Transcript from the "Character Class Ranges" Lesson
>> James Halliday: Okay, so why don't we talk now a little bit about character classes. So, character classes are ways of specifying different characters that could match. So we've already seen an example of dot which matches any character. But we couldn't match for example just several of a set of characters.
[00:00:21] So maybe we want to match, so if we have a string
>> James Halliday: 'dog
>> James Halliday: days'.
>> James Halliday: If we wanna match both D-O and D-A, we could make a little regex that will take d and then start with a square brace. And then just list out the characters that it could possibly be.
[00:00:53] And then we can replace that with
>> James Halliday: Capital DA, for example. So matches these two things.

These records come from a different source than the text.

//! Logging initialisation for the tempograph CLI.
//!
//! Installs a global `tracing` subscriber with optional JSON formatting and
//! bridges the `log` facade so crates using either API emit structured
//! events.

use std::{env, sync::OnceLock};

use thiserror::Error;
use tracing_log::LogTracer;
use tracing_subscriber::{
    EnvFilter, Layer, fmt::format::FmtSpan, layer::SubscriberExt, util::SubscriberInitExt,
};

const LOG_FORMAT_ENV: &str = "TEMPOGRAPH_LOG_FORMAT";

static INITIALISED: OnceLock<()> = OnceLock::new();

/// Errors raised while initialising structured logging.
#[derive(Debug, Error)]
pub enum LoggingError {
    /// Environment variable contained invalid UTF-8 data.
    #[error("environment variable `{name}` contained invalid UTF-8: {source}")]
    InvalidUnicode {
        /// Name of the offending environment variable.
        name: &'static str,
        /// Underlying parse failure.
        #[source]
        source: env::VarError,
    },
    /// Unsupported log format requested via `TEMPOGRAPH_LOG_FORMAT`.
    #[error("unsupported log format `{provided}`; expected `human` or `json`")]
    UnsupportedFormat {
        /// Raw value supplied by the user.
        provided: String,
    },
    /// Failed to install the global tracing subscriber.
    #[error("failed to install tracing subscriber: {source}")]
    InstallFailed {
        /// Error raised by `tracing_subscriber`.
        #[source]
        source: tracing_subscriber::util::TryInitError,
    },
}

/// Install global structured logging if it has not already been configured.
///
/// The log format defaults to human-readable output, but can be switched to
/// JSON by setting `TEMPOGRAPH_LOG_FORMAT=json`. Diagnostics are emitted to
/// `stderr` so instance summaries on `stdout` remain parseable. The log
/// level is controlled via `RUST_LOG`.
///
/// # Errors
/// Returns [`LoggingError`] if the environment variable contains invalid
/// Unicode, the requested format is unsupported, or the subscriber cannot be
/// installed.
pub fn init_logging() -> Result<(), LoggingError> {
    if INITIALISED.get().is_some() {
        return Ok(());
    }

    match install_subscriber() {
        Ok(()) => {}
        Err(LoggingError::InstallFailed { source }) => {
            eprintln!("structured logging already configured elsewhere: {source}");
        }
        Err(err) => return Err(err),
    }
    let _ = INITIALISED.set(());
    Ok(())
}

fn install_subscriber() -> Result<(), LoggingError> {
    let use_json = match env::var(LOG_FORMAT_ENV) {
        Ok(raw) => parse_log_format(&raw)?,
        Err(env::VarError::NotPresent) => false,
        Err(err @ env::VarError::NotUnicode(_)) => Err(LoggingError::InvalidUnicode {
            name: LOG_FORMAT_ENV,
            source: err,
        })?,
    };

    let env_filter = EnvFilter::try_from_default_env().unwrap_or_else(|_| EnvFilter::new("info"));

    let fmt_layer = tracing_subscriber::fmt::layer()
        .with_span_events(FmtSpan::FULL)
        .with_writer(std::io::stderr);

    let fmt_layer = if use_json {
        fmt_layer
            .json()
            .with_current_span(true)
            .with_span_list(true)
            .boxed()
    } else {
        fmt_layer.boxed()
    };

    // Installing the log bridge is best-effort; if another logger already
    // owns the global slot we keep the existing configuration.
    let _ = LogTracer::init();

    tracing_subscriber::registry()
        .with(env_filter)
        .with(fmt_layer)
        .try_init()
        .map_err(|source| LoggingError::InstallFailed { source })
}

fn parse_log_format(raw: &str) -> Result<bool, LoggingError> {
    match raw.trim().to_ascii_lowercase().as_str() {
        "human" => Ok(false),
        "json" => Ok(true),
        other => Err(LoggingError::UnsupportedFormat {
            provided: other.to_owned(),
        }),
    }
}
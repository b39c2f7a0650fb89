//! Error types for dataset retrieval and parsing.

use std::io;
use std::path::PathBuf;

use thiserror::Error;

/// Errors raised while fetching or canonicalizing raw datasets.
#[non_exhaustive]
#[derive(Debug, Error)]
pub enum DatasetError {
    /// The requested dataset name has no registry entry.
    #[error("unknown dataset `{name}`")]
    UnknownDataset {
        /// The unmatched name.
        name: String,
    },
    /// The raw file is absent from the cache and cannot be fetched.
    #[error("dataset `{name}` is unavailable: {message}")]
    Unavailable {
        /// Dataset whose raw file could not be obtained.
        name: String,
        /// Human-readable cause.
        message: String,
    },
    /// A dataset download failed. Downloads are not retried.
    #[error("dataset download failed for `{url}`: {message}")]
    Download {
        /// URL that failed.
        url: String,
        /// Human-readable failure message.
        message: String,
    },
    /// Reading or writing cached dataset files failed.
    #[error("I/O failure while handling cached dataset data: {0}")]
    Io(#[from] io::Error),
    /// An archive could not be decoded or lacked the expected member.
    #[error("invalid archive `{path}`: {message}")]
    Archive {
        /// Path of the offending archive payload.
        path: PathBuf,
        /// Human-readable decode failure.
        message: String,
    },
    /// The raw file was not valid UTF-8.
    #[error("raw dataset file is not valid UTF-8: {0}")]
    Encoding(#[from] std::str::Utf8Error),
    /// A raw data row could not be parsed. Parsing aborts at the first bad
    /// row; there is no per-row recovery.
    #[error("malformed row at line {line}: {message}")]
    MalformedRow {
        /// One-based line number of the offending row.
        line: usize,
        /// What was wrong with it.
        message: String,
    },
    /// The raw file yielded no usable edges.
    #[error("dataset contains no usable edge records")]
    EmptyDataset,
}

>> James Halliday: Where it starts to get really fun is you can match things like character classes, you can put quantifiers around. So, for example, if we wanna match one or more of either a or o, WE Can put a + after that character class.
[00:01:24] And now it's gonna take that whole string of D-O-O-O-O-O and it's gonna replace it with DA.

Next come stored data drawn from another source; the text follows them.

#[cfg(test)]
mod tests {
    use super::*;

    #[test]
    fn test_scalar_reads() {
        let data = [
            0x01, // bool / u8
            0xFF, // i8 = -1
            0x34, 0x12, // u16
            0x78, 0x56, 0x34, 0x12, // u32
            0x00, 0x00, 0x80, 0x3F, // f32 = 1.0
        ];
        let buf = Buffer::from_slice(&data);
        assert!(buf.read_bool(0).unwrap());
        assert_eq!(buf.read_u8(0).unwrap(), 1);
        assert_eq!(buf.read_i8(1).unwrap(), -1);
        assert_eq!(buf.read_u16(2).unwrap(), 0x1234);
        assert_eq!(buf.read_u32(4).unwrap(), 0x12345678);
        assert_eq!(buf.read_f32(8).unwrap(), 1.0);
    }

    #[test]
    fn test_bounds_violations() {
        let data = [0u8; 4];
        let buf = Buffer::from_slice(&data);
        assert!(matches!(
            buf.read_u32(1),
            Err(Error::OutOfBounds {
                offset: 1,
                len: 4,
                available: 4
            })
        ));
        assert!(buf.read_u64(0).is_err());
        assert!(buf.read_u8(4).is_err());
        // Offset arithmetic must not wrap.
        assert!(buf.check(usize::MAX, 2).is_err());
    }

    #[test]
    fn test_read_only_rejects_writes() {
        let data = [0u8; 8];
        let buf = Buffer::from_slice(&data);
        assert!(matches!(
            buf.write(0, 7u32),
            Err(Error::NotMutable("buffer is read-only"))
        ));
        assert!(buf.write_bytes(0, &[1, 2]).is_err());
    }

    #[test]
    fn test_write_through_round_trip() {
        let mut data = [0u8; 16];
        let buf = Buffer::from_mut_slice(&mut data);
        buf.write(0, 0xDEADBEEFu32).unwrap();
        buf.write(4, -2i16).unwrap();
        buf.write(8, 2.5f64).unwrap();
        assert_eq!(buf.read_u32(0).unwrap(), 0xDEADBEEF);
        assert_eq!(buf.read_i16(4).unwrap(), -2);
        assert_eq!(buf.read_f64(8).unwrap(), 2.5);
        // Writes land in the underlying bytes, little-endian.
        drop(buf);
        assert_eq!(&data[0..4], &[0xEF, 0xBE, 0xAD, 0xDE]);
    }

    #[test]
    fn test_buffer_is_send_and_sync() {
        fn assert_send_sync<T: Send + Sync>() {}
        assert_send_sync::<Buffer<'static>>();
    }

    #[test]
    fn test_read_only_view_shared_across_threads() {
        let data = [0x2A, 0x00, 0x00, 0x00];
        let buf = Buffer::from_slice(&data);
        std::thread::scope(|s| {
            for _ in 0..4 {
                s.spawn(move || {
                    assert_eq!(buf.read_u32(0).unwrap(), 42);
                });
            }
        });
    }

    #[test]
    fn test_mutable_buffer_crosses_threads() {
        let mut data = [0u8; 4];
        let buf = Buffer::from_mut_slice(&mut data);
        std::thread::scope(|s| {
            s.spawn(move || {
                buf.write(0, 7u32).unwrap();
            });
        });
        assert_eq!(buf.read_u32(0).unwrap(), 7);
    }

    #[test]
    fn test_aliased_views_observe_writes() {
        let mut data = [0u8; 4];
        let buf = Buffer::from_mut_slice(&mut data);
        let alias = buf;
        buf.write(0, 42u32).unwrap();
        assert_eq!(alias.read_u32(0).unwrap(), 42);
    }

    #[test]
    fn test_read_str() {
        let data = [0x03, 0x00, 0x00, 0x00, b'a', b'b', b'c', 0x00];
        let buf = Buffer::from_slice(&data);
        let s = buf.read_str(0).unwrap();
        assert_eq!(s, "abc");
        assert!(matches!(s, Cow::Borrowed(_)));
    }

    #[test]
    fn test_read_str_lying_length_prefix() {
        // Claims 200 bytes of payload, buffer only has 3.
        let data = [0xC8, 0x00, 0x00, 0x00, b'a', b'b', b'c'];
        let buf = Buffer::from_slice(&data);
        assert!(matches!(buf.read_str(0), Err(Error::OutOfBounds { .. })));
    }

    #[test]
    fn test_read_str_invalid_utf8() {
        let data = [0x02, 0x00, 0x00, 0x00, 0xFF, 0xFE];
        let buf = Buffer::from_slice(&data);
        assert!(matches!(buf.read_str(0), Err(Error::InvalidUtf8(_))));
    }

    #[test]
    fn test_read_str_from_mutable_copies() {
        let mut data = [0x02, 0x00, 0x00, 0x00, b'h', b'i'];
        let buf = Buffer::from_mut_slice(&mut data);
        let s = buf.read_str(0).unwrap();
        assert_eq!(s, "hi");
        assert!(matches!(s, Cow::Owned(_)));
    }

    #[test]
    fn test_read_uoffset() {
        // uoffset 4 stored at position 0 resolves to absolute 4.
        let data = [0x04, 0x00, 0x00, 0x00, 0xAA, 0x00, 0x00, 0x00];
        let buf = Buffer::from_slice(&data);
        assert_eq!(buf.read_uoffset(0).unwrap(), 4);

        // A uoffset pointing past the end of the buffer is rejected.
        let data = [0x40, 0x00, 0x00, 0x00];
        let buf = Buffer::from_slice(&data);
        assert!(matches!(
            buf.read_uoffset(0),
            Err(Error::OutOfBounds { .. })
        ));
    }

    #[test]
    fn test_read_bytes_borrow_vs_copy() {
        let data = [1u8, 2, 3, 4];
        let buf = Buffer::from_slice(&data);
        assert!(matches!(
            buf.read_bytes(1, 2).unwrap(),
            Cow::Borrowed(&[2, 3])
        ));

        let mut data = [1u8, 2, 3, 4];
        let buf = Buffer::from_mut_slice(&mut data);
        assert_eq!(buf.read_bytes(1, 2).unwrap().as_ref(), &[2, 3]);
    }
}
//! The deserialized vector family.
//!
//! A wire vector is a `u32` element count followed by `count` element slots,
//! each [`Element::inline_size`] bytes wide. Scalars and structs live directly
//! in their slot; strings, tables, and nested vectors occupy a 4-byte
//! relative offset resolved from the slot's own position.
//!
//! Six materialization strategies share one logical contract
//! ([`VectorStrategy`]: `count`, `get`, `set`) and differ only in when and
//! how much is materialized, and in mutability:
//!
//! | Strategy | Materialization | Mutability |
//! |---|---|---|
//! | [`LazyVector`] | re-parses on every `get` | write-through when permitted |
//! | [`CachedVector`] | parses on first `get`, caches | none |
//! | [`CachedVectorMut`] | parses on first `get`, caches | in-memory `set` |
//! | [`ProgressiveVector`] | parses 32-element chunks on first touch | write-through when permitted |
//! | [`GreedyVector`] | parses everything at construction | none |
//! | [`GreedyVectorMut`] | parses everything at construction | full (`set`/`push`/`insert`/`remove`/`clear`) |
//!
//! Strategy choice never changes observed `get` semantics, only performance,
//! memory footprint, and mutability.

mod cache;
mod greedy;
mod lazy;
mod progressive;

pub use cache::{CachedVector, CachedVectorMut};
pub use greedy::{GreedyVector, GreedyVectorMut};
pub use lazy::LazyVector;
pub use progressive::{CHUNK_LEN, ProgressiveVector};

use std::borrow::Cow;

use crate::buffer::{Buffer, Scalar};
use crate::context::{FieldContext, ReadContext, SharedFieldContext};
use crate::error::{Error, Result};
use crate::layout::{SIZE_LENGTH_PREFIX, SIZE_UOFFSET};
use crate::structs::{StructLayout, StructView};

/// One element type of a deserialized vector.
///
/// `read_at` receives the absolute position of the element's slot. Inline
/// types (scalars, structs) decode directly from the slot; indirected types
/// (strings, tables, nested vectors) first resolve the slot's relative
/// offset. Types that descend into nested tables or vectors must spend one
/// unit of the context's depth budget before doing so.
pub trait Element<'a>: Sized {
    /// Stride of one element slot, in bytes.
    fn inline_size() -> usize;

    /// Decode the element whose slot starts at `slot`.
    fn read_at(buf: Buffer<'a>, slot: usize, ctx: &ReadContext) -> Result<Self>;

    /// Write the element directly over its existing slot bytes.
    ///
    /// Only meaningful for fixed-inline-size types; the default rejects the
    /// write, and indirected types keep it.
    fn write_at(&self, buf: Buffer<'a>, slot: usize) -> Result<()> {
        let _ = (buf, slot);
        Err(Error::NotMutable(
            "element type does not support write-through",
        ))
    }
}

macro_rules! impl_scalar_element {
    ($($ty:ty),+ $(,)?) => {
        $(
            impl<'a> Element<'a> for $ty {
                #[inline]
                fn inline_size() -> usize {
                    <$ty as Scalar>::SIZE
                }

                #[inline]
                fn read_at(buf: Buffer<'a>, slot: usize, _ctx: &ReadContext) -> Result<Self> {
                    buf.read(slot)
                }

                #[inline]
                fn write_at(&self, buf: Buffer<'a>, slot: usize) -> Result<()> {
                    buf.write(slot, *self)
                }
            }
        )+
    };
}

impl_scalar_element!(bool, u8, i8, u16, i16, u32, i32, u64, i64, f32, f64);

/// Zero-copy string element: borrows from a read-only buffer, copies out of
/// a mutable one.
impl<'a> Element<'a> for Cow<'a, str> {
    #[inline]
    fn inline_size() -> usize {
        SIZE_UOFFSET
    }

    fn read_at(buf: Buffer<'a>, slot: usize, _ctx: &ReadContext) -> Result<Self> {
        let abs = buf.read_uoffset(slot)?;
        buf.read_str(abs)
    }
}

/// Owned string element; safe to keep after the buffer is discarded, which
/// is what the greedy strategies need.
impl<'a> Element<'a> for String {
    #[inline]
    fn inline_size() -> usize {
        SIZE_UOFFSET
    }

    fn read_at(buf: Buffer<'a>, slot: usize, _ctx: &ReadContext) -> Result<Self> {
        let abs = buf.read_uoffset(slot)?;
        Ok(buf.read_str(abs)?.into_owned())
    }
}

/// A struct type decodable from (and optionally encodable into) its fixed
/// inline layout. Generated code implements this once per schema struct.
pub trait StructDecode: Sized {
    /// The fixed, padding-aware layout of this struct type.
    fn layout() -> &'static StructLayout;

    /// Decode an owned value from a positioned view.
    fn decode(view: &StructView<'_, '_>) -> Result<Self>;

    /// Write the value back over the view's bytes (write-through).
    fn encode(&self, view: &StructView<'_, '_>) -> Result<()> {
        let _ = view;
        Err(Error::NotMutable("struct type does not support write-through"))
    }
}

/// Adapter making any [`StructDecode`] type usable as a vector element.
///
/// Struct elements are inline at their full padded size, so write-through
/// `set` works on them when the field permits it.
#[derive(Debug, Clone, Copy, PartialEq)]
pub struct Inline<S>(pub S);

impl<'a, S: StructDecode> Element<'a> for Inline<S> {
    #[inline]
    fn inline_size() -> usize {
        S::layout().size()
    }

    fn read_at(buf: Buffer<'a>, slot: usize, _ctx: &ReadContext) -> Result<Self> {
        let view = StructView::new(buf, slot, S::layout())?;
        S::decode(&view).map(Inline)
    }

    fn write_at(&self, buf: Buffer<'a>, slot: usize) -> Result<()> {
        let view = StructView::new(buf, slot, S::layout())?;
        self.0.encode(&view)
    }
}

/// Nested vectors materialize lazily when used as elements; each descent
/// spends one unit of depth budget.
impl<'a, T: Element<'a>> Element<'a> for LazyVector<'a, T> {
    #[inline]
    fn inline_size() -> usize {
        SIZE_UOFFSET
    }

    fn read_at(buf: Buffer<'a>, slot: usize, ctx: &ReadContext) -> Result<Self> {
        let child = ctx.descend()?;
        let abs = buf.read_uoffset(slot)?;
        LazyVector::new(buf, abs, child, FieldContext::read_only())
    }
}

/// Greedily materialized nested vector element.
impl<'a, T: Element<'a>> Element<'a> for GreedyVector<T> {
    #[inline]
    fn inline_size() -> usize {
        SIZE_UOFFSET
    }

    fn read_at(buf: Buffer<'a>, slot: usize, ctx: &ReadContext) -> Result<Self> {
        let child = ctx.descend()?;
        let abs = buf.read_uoffset(slot)?;
        GreedyVector::new(buf, abs, child, FieldContext::read_only())
    }
}

/// Read a vector's length prefix at `pos` and validate the whole element
/// region against the buffer before trusting the count.
///
/// Returns `(count, base)` where `base` is the absolute position of slot 0.
pub(crate) fn read_vector_header(buf: Buffer<'_>, pos: usize, stride: usize) -> Result<(usize, usize)> {
    let count = buf.read_u32(pos)? as usize;
    let base = pos + SIZE_LENGTH_PREFIX;
    let total = count.checked_mul(stride).ok_or_else(|| {
        Error::InvalidData(format!(
            "vector length {count} with stride {stride} overflows"
        ))
    })?;
    buf.check(base, total)?;
    Ok((count, base))
}

/// Reject `index >= count` before any parse or mutation is attempted.
#[inline]
pub(crate) fn check_index(index: usize, count: usize) -> Result<()> {
    if index >= count {
        return Err(Error::IndexOutOfRange { index, count });
    }
    Ok(())
}

/// The chosen materialization strategy for a given parse.
#[derive(Debug, Clone, Copy, PartialEq, Eq)]
pub enum ReadMode {
    /// Re-parse on every access; zero extra memory.
    Lazy,
    /// Materialize fixed-size chunks on first touch.
    Progressive,
    /// Parse on first access, cache, immutable.
    Cached,
    /// Parse on first access, cache, in-memory `set` permitted.
    CachedMutable,
    /// Parse everything at construction, immutable.
    Greedy,
    /// Parse everything at construction, fully mutable and pool-eligible.
    GreedyMutable,
}

/// The contract all six strategies share.
pub trait VectorStrategy<'a, T: Element<'a>> {
    /// Number of elements, fixed at construction for read-oriented
    /// strategies.
    fn count(&self) -> usize;

    /// The element at `index`. Out-of-range indices fail without touching
    /// the buffer.
    fn get(&self, index: usize) -> Result<T>;

    /// Replace the element at `index`.
    ///
    /// The default rejects mutation; strategies that support it override.
    fn set(&mut self, index: usize, value: T) -> Result<()> {
        let _ = (index, value);
        Err(Error::NotMutable("vector strategy is immutable"))
    }

    /// Which strategy this is.
    fn mode(&self) -> ReadMode;
}

/// A vector deserialized under any of the six strategies, unified for
/// mode-driven construction.
#[derive(Debug, Clone)]
pub enum VectorOf<'a, T: Element<'a>> {
    Lazy(LazyVector<'a, T>),
    Progressive(ProgressiveVector<'a, T>),
    Cached(CachedVector<'a, T>),
    CachedMutable(CachedVectorMut<'a, T>),
    Greedy(GreedyVector<T>),
    GreedyMutable(GreedyVectorMut<T>),
}

impl<'a, T: Element<'a> + Clone> VectorOf<'a, T> {
    /// Construct the strategy selected by `mode` from the vector whose
    /// length prefix starts at `pos`.
    pub fn deserialize(
        buf: Buffer<'a>,
        pos: usize,
        mode: ReadMode,
        ctx: ReadContext,
        field: SharedFieldContext,
    ) -> Result<Self> {
        Ok(match mode {
            ReadMode::Lazy => VectorOf::Lazy(LazyVector::new(buf, pos, ctx, field)?),
            ReadMode::Progressive => {
                VectorOf::Progressive(ProgressiveVector::new(buf, pos, ctx, field)?)
            },
            ReadMode::Cached => VectorOf::Cached(CachedVector::new(buf, pos, ctx, field)?),
            ReadMode::CachedMutable => {
                VectorOf::CachedMutable(CachedVectorMut::new(buf, pos, ctx, field)?)
            },
            ReadMode::Greedy => VectorOf::Greedy(GreedyVector::new(buf, pos, ctx, field)?),
            ReadMode::GreedyMutable => {
                VectorOf::GreedyMutable(GreedyVectorMut::from_buffer(buf, pos, ctx, field)?)
            },
        })
    }

    /// Number of elements.
    pub fn count(&self) -> usize {
        match self {
            VectorOf::Lazy(v) => v.count(),
            VectorOf::Progressive(v) => v.count(),
            VectorOf::Cached(v) => v.count(),
            VectorOf::CachedMutable(v) => v.count(),
            VectorOf::Greedy(v) => v.count(),
            VectorOf::GreedyMutable(v) => v.count(),
        }
    }

    /// The element at `index`, whichever strategy is live.
    pub fn get(&self, index: usize) -> Result<T> {
        match self {
            VectorOf::Lazy(v) => v.get(index),
            VectorOf::Progressive(v) => v.get(index),
            VectorOf::Cached(v) => v.get(index),
            VectorOf::CachedMutable(v) => v.get(index),
            VectorOf::Greedy(v) => v.get(index),
            VectorOf::GreedyMutable(v) => v.get(index),
        }
    }

    /// Replace the element at `index`, if the live strategy permits it.
    pub fn set(&mut self, index: usize, value: T) -> Result<()> {
        match self {
            VectorOf::Lazy(v) => v.set(index, value),
            VectorOf::Progressive(v) => v.set(index, value),
            VectorOf::Cached(v) => VectorStrategy::set(v, index, value),
            VectorOf::CachedMutable(v) => v.set(index, value),
            VectorOf::Greedy(v) => VectorStrategy::set(v, index, value),
            VectorOf::GreedyMutable(v) => v.set(index, value),
        }
    }

    /// Which strategy is live.
    pub fn mode(&self) -> ReadMode {
        match self {
            VectorOf::Lazy(_) => ReadMode::Lazy,
            VectorOf::Progressive(_) => ReadMode::Progressive,
            VectorOf::Cached(_) => ReadMode::Cached,
            VectorOf::CachedMutable(_) => ReadMode::CachedMutable,
            VectorOf::Greedy(_) => ReadMode::Greedy,
            VectorOf::GreedyMutable(_) => ReadMode::GreedyMutable,
        }
    }
}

>> James Halliday: That's something you can try.
>> James Halliday: So we might also wanna do something like put all the vowels, aeiou, and replace it. So now if we have like deg, it also matches.

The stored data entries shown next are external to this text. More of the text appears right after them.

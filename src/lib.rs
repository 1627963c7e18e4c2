//! Flatpeach - A Rust runtime for reading and writing flat binary tables
//!
//! This library decodes the vtable-based flat wire format directly from byte
//! buffers, without an intermediate parse tree. All reads resolve offsets on
//! demand against the original bytes.
//!
//! # Features
//!
//! - **Zero-copy reads**: Tables, strings, and vectors are views over the
//!   buffer; nothing is decoded until asked for
//! - **Six vector strategies**: From fully lazy re-parsing to fully greedy
//!   materialization, with per-slot and per-chunk caching in between
//! - **Write-through mutation**: Fixed-size fields and vector elements can be
//!   updated in place when the buffer and field allow it
//! - **Union decoding**: Single values and lockstep discriminator/offset
//!   vector pairs
//! - **Object pooling**: Reusable decoded containers with idempotent return
//! - **Depth limiting**: Nested table and vector traversal is bounded, so
//!   adversarial buffers cannot overflow the stack
//! - **Schema-free builder**: Construct buffers the readers accept, with
//!   vtable deduplication
//!
//! # Example - Building and reading a table
//!
//! ```
//! use flatpeach::buffer::Buffer;
//! use flatpeach::builder::Builder;
//! use flatpeach::table::{FieldIndex, Table};
//!
//! # fn main() -> Result<(), flatpeach::Error> {
//! let mut builder = Builder::new();
//! let name = builder.create_string("peach");
//! builder.start_table()?;
//! builder.push_slot_scalar(FieldIndex(0), 3u32, 0);
//! builder.push_slot_offset(FieldIndex(1), name);
//! let root = builder.end_table()?;
//! let bytes = builder.finish(root);
//!
//! let table = Table::from_root(Buffer::from_slice(&bytes))?;
//! assert_eq!(table.scalar_or(FieldIndex(0), 0u32)?, 3);
//! assert_eq!(table.string(FieldIndex(1))?.unwrap(), "peach");
//! # Ok(())
//! # }
//! ```
//!
//! # Example - Reading a vector lazily
//!
//! ```
//! use flatpeach::buffer::Buffer;
//! use flatpeach::builder::Builder;
//! use flatpeach::context::{FieldContext, ReadContext};
//! use flatpeach::vector::{ReadMode, VectorOf};
//!
//! # fn main() -> Result<(), flatpeach::Error> {
//! let mut builder = Builder::new();
//! let vec = builder.create_vector(&[10u32, 20, 30]);
//! let bytes = builder.finish(vec);
//!
//! let buf = Buffer::from_slice(&bytes);
//! let pos = buf.read_uoffset(0)?;
//! let vec: VectorOf<'_, u32> = VectorOf::deserialize(
//!     buf,
//!     pos,
//!     ReadMode::Lazy,
//!     ReadContext::new(),
//!     FieldContext::read_only(),
//! )?;
//! assert_eq!(vec.count(), 3);
//! assert_eq!(vec.get(1)?, 20);
//! # Ok(())
//! # }
//! ```
//!
//! # Example - Mutating in place
//!
//! ```
//! use flatpeach::buffer::Buffer;
//! use flatpeach::builder::Builder;
//! use flatpeach::table::{FieldIndex, Table};
//!
//! # fn main() -> Result<(), flatpeach::Error> {
//! let mut builder = Builder::new();
//! builder.start_table()?;
//! builder.push_slot_scalar(FieldIndex(0), 1u16, 0);
//! let root = builder.end_table()?;
//! let mut bytes = builder.finish(root);
//!
//! let table = Table::from_root(Buffer::from_mut_slice(&mut bytes))?;
//! table.set_scalar(FieldIndex(0), 2u16)?;
//! assert_eq!(table.scalar_or(FieldIndex(0), 0u16)?, 2);
//! # Ok(())
//! # }
//! ```

/// Byte buffer abstraction: bounds-checked little-endian scalar and string
/// access over read-only or mutable backing storage.
pub mod buffer;

/// Back-to-front buffer construction with vtable deduplication.
pub mod builder;

/// Read-time knobs: recursion depth budget and per-field access policy.
pub mod context;

/// Unified error type for every fallible operation in the crate.
pub mod error;

/// Wire-format size constants and alignment arithmetic.
pub mod layout;

/// Thread-safe object pool for reusing decoded containers.
pub mod pool;

/// Inline struct layout computation and field access.
pub mod structs;

/// Table views: vtable resolution and typed field accessors.
pub mod table;

/// Union values and lockstep union vectors.
pub mod union;

/// The vector strategy family, from fully lazy to fully greedy.
pub mod vector;

// Re-export commonly used types for convenience
pub use buffer::{Buffer, Scalar};
pub use builder::{Builder, WIPOffset};
pub use context::{FieldContext, FieldFlags, ReadContext, SharedFieldContext};
pub use error::{Error, Result};
pub use pool::{ObjectPool, PoolElement, PoolHandle, Poolable};
pub use structs::{MemberLayout, StructLayout, StructView};
pub use table::{FieldCache, FieldIndex, Table};
pub use union::{UnionElement, UnionVector};
pub use vector::{
    CachedVector, CachedVectorMut, Element, GreedyVector, GreedyVectorMut, Inline, LazyVector,
    ProgressiveVector, ReadMode, StructDecode, VectorOf, VectorStrategy,
};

[00:01:55] You can also do the negation of a character class by putting a caret at the start, so that will match any vowel. In this case, we don't have any of the letter d that's followed by a non-vowel, so it won't match anything. But we could put some in there, so, like, dx matches now because d is followed by a non-vowel.
>> James Halliday: More about character classes, you can specify ranges that the character classes can be using a hyphen. So for example, if we wanna match things like numbers,
>> James Halliday: So if we wanna match all of the numbers in here, we can do that by doing 0-9. And then if we want one or more numbers, we can use a +.
>> James Halliday: And so this will remove all of the numbers from that output.
>> James Halliday: So we just see the word hello what. You can also do the same thing with letters, so if we have things like a-z, so we'll replace all of the letters. You can mix and match ranges.
[00:03:24] So you can have capital letters and lower case letters all in a replacement, like that.
>> James Halliday: So if we had some capital letters in there, let's put a few. It replaces them, whereas before, it would not. You can also put more characters in there if you wanna match, like, underscores as well.
>> James Halliday: So if we wanna match A through Z capital, a through z lowercase in underscore. And if there is like underscores in here that we wanna get rid off, then that also gets rid of the underscores.
>> Speaker 2: You have the escape spaces there?
>> James Halliday: You have to escape spaces-
>> Speaker 2: Or what happens if you wanna put spaces in those brackets?
>> James Halliday: You can do that. It's fine.
>> Speaker 2: Or tabs?
>> James Halliday: Yeah, you can do that. I don't know how to type a tab but you can do it somehow. [LAUGH] Probably by writing a program to do it.
[00:04:24] So that also got rid of the space. We can see.
>> James Halliday: I see on the chat that someone asks is RegEx knowledge useful or very useful in REST API development. RegEx is one of those things that if you don't know RegEx, you're not gonna use it, and you can get by without it.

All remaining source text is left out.